[Extracted records]
= = = = =

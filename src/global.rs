use {
    crate::{
        decode::{Decode, Decoder, ParseError},
        val::{Val, ValType, Value},
    },
    std::fmt,
    thiserror::Error,
};

/// The type of a global.
#[derive(Clone, Copy, Debug, Eq, Hash, PartialEq)]
pub struct GlobalType {
    pub mut_: Mut,
    pub val: ValType,
}

impl GlobalType {
    pub fn new(val: ValType, mut_: Mut) -> Self {
        Self { mut_, val }
    }
}

impl Decode for GlobalType {
    fn decode(decoder: &mut Decoder<'_>) -> Result<Self, ParseError> {
        let val = decoder.decode()?;
        let mut_ = decoder.decode()?;
        Ok(Self { mut_, val })
    }
}

impl fmt::Display for GlobalType {
    fn fmt(&self, f: &mut fmt::Formatter<'_>) -> fmt::Result {
        match self.mut_ {
            Mut::Const => write!(f, "{}", self.val),
            Mut::Var => write!(f, "(mut {})", self.val),
        }
    }
}

/// The mutability of a global.
#[derive(Clone, Copy, Debug, Eq, Hash, PartialEq)]
pub enum Mut {
    Const,
    Var,
}

impl Decode for Mut {
    fn decode(decoder: &mut Decoder<'_>) -> Result<Self, ParseError> {
        match decoder.read_byte()? {
            0x00 => Ok(Self::Const),
            0x01 => Ok(Self::Var),
            _ => Err(ParseError::InvalidTag),
        }
    }
}

/// An error that can occur when operating on a [`GlobalInst`] from the host.
#[derive(Clone, Copy, Debug, Eq, Error, Hash, PartialEq)]
pub enum GlobalError {
    #[error("value type mismatch")]
    TypeMismatch,
    #[error("global is immutable")]
    Immutable,
}

/// A global instance in a [`Store`](crate::Store).
#[derive(Clone, Debug)]
pub struct GlobalInst {
    type_: GlobalType,
    value: Value,
}

impl GlobalInst {
    pub(crate) fn new(type_: GlobalType, val: Val) -> Result<Self, GlobalError> {
        if val.type_() != type_.val {
            return Err(GlobalError::TypeMismatch);
        }
        Ok(Self {
            type_,
            value: val.to_value(),
        })
    }

    pub fn type_(&self) -> GlobalType {
        self.type_
    }

    pub fn get(&self) -> Val {
        Val::from_value(self.type_.val, self.value)
    }

    /// Sets the value of this global.
    ///
    /// # Errors
    ///
    /// If the global is immutable, or `val` has the wrong type.
    pub fn set(&mut self, val: Val) -> Result<(), GlobalError> {
        if self.type_.mut_ != Mut::Var {
            return Err(GlobalError::Immutable);
        }
        if val.type_() != self.type_.val {
            return Err(GlobalError::TypeMismatch);
        }
        self.value = val.to_value();
        Ok(())
    }

    pub(crate) fn value(&self) -> Value {
        self.value
    }

    /// Writes the raw value, bypassing the mutability check. Used by `global.set` and by
    /// initialization.
    pub(crate) fn set_value(&mut self, value: Value) {
        self.value = value;
    }
}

= = = = =

• INSTRUCTIONS FOR THE TASK: In the records above, some lines hold the word "ValType"; copy each such line.

• RESULT FOR THIS EXERCISE:
        val::{Val, ValType, Value},
    pub val: ValType,
    pub fn new(val: ValType, mut_: Mut) -> Self {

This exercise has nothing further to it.